Exercise instructions: Look through the entries. Copy each line that has the word "AbsOrderDetailRepo".

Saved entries
==========

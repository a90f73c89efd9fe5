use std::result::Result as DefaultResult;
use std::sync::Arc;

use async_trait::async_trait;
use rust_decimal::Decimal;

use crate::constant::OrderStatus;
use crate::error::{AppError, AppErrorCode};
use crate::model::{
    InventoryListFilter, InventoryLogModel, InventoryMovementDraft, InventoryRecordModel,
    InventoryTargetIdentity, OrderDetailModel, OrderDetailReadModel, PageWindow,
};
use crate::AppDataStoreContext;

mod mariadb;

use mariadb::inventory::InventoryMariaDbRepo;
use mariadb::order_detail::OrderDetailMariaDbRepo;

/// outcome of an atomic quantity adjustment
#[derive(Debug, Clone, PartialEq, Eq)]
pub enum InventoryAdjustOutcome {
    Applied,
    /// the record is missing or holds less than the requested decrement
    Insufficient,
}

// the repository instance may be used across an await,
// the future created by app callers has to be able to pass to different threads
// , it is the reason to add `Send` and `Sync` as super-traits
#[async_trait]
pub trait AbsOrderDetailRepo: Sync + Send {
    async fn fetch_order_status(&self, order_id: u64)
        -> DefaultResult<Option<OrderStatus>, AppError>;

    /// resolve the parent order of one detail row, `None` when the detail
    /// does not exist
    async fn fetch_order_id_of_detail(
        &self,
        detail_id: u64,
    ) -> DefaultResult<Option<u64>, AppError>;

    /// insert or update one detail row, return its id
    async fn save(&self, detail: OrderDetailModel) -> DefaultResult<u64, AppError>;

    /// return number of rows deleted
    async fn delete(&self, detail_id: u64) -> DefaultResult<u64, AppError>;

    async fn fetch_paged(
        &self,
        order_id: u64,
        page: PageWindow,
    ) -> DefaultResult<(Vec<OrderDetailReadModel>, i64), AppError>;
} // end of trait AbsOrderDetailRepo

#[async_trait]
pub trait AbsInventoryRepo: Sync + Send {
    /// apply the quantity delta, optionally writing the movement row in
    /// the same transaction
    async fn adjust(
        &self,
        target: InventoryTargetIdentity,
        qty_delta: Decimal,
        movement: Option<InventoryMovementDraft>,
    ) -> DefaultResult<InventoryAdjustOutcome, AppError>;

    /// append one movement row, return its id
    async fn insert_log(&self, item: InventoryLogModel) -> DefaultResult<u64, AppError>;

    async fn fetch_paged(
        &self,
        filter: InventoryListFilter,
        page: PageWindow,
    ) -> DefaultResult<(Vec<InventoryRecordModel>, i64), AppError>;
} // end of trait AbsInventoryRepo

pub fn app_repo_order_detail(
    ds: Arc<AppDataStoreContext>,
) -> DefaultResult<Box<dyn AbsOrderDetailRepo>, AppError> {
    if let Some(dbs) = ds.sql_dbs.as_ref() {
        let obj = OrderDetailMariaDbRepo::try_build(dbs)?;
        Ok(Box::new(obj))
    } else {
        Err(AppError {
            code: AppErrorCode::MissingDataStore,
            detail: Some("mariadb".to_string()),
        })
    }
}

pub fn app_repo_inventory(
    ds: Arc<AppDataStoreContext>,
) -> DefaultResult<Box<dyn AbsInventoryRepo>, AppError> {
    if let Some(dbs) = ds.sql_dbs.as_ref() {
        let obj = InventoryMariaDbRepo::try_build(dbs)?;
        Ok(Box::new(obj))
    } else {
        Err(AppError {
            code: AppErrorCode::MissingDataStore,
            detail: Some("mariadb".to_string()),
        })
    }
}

==========

Exercise output:
pub trait AbsOrderDetailRepo: Sync + Send {
} // end of trait AbsOrderDetailRepo
) -> DefaultResult<Box<dyn AbsOrderDetailRepo>, AppError> {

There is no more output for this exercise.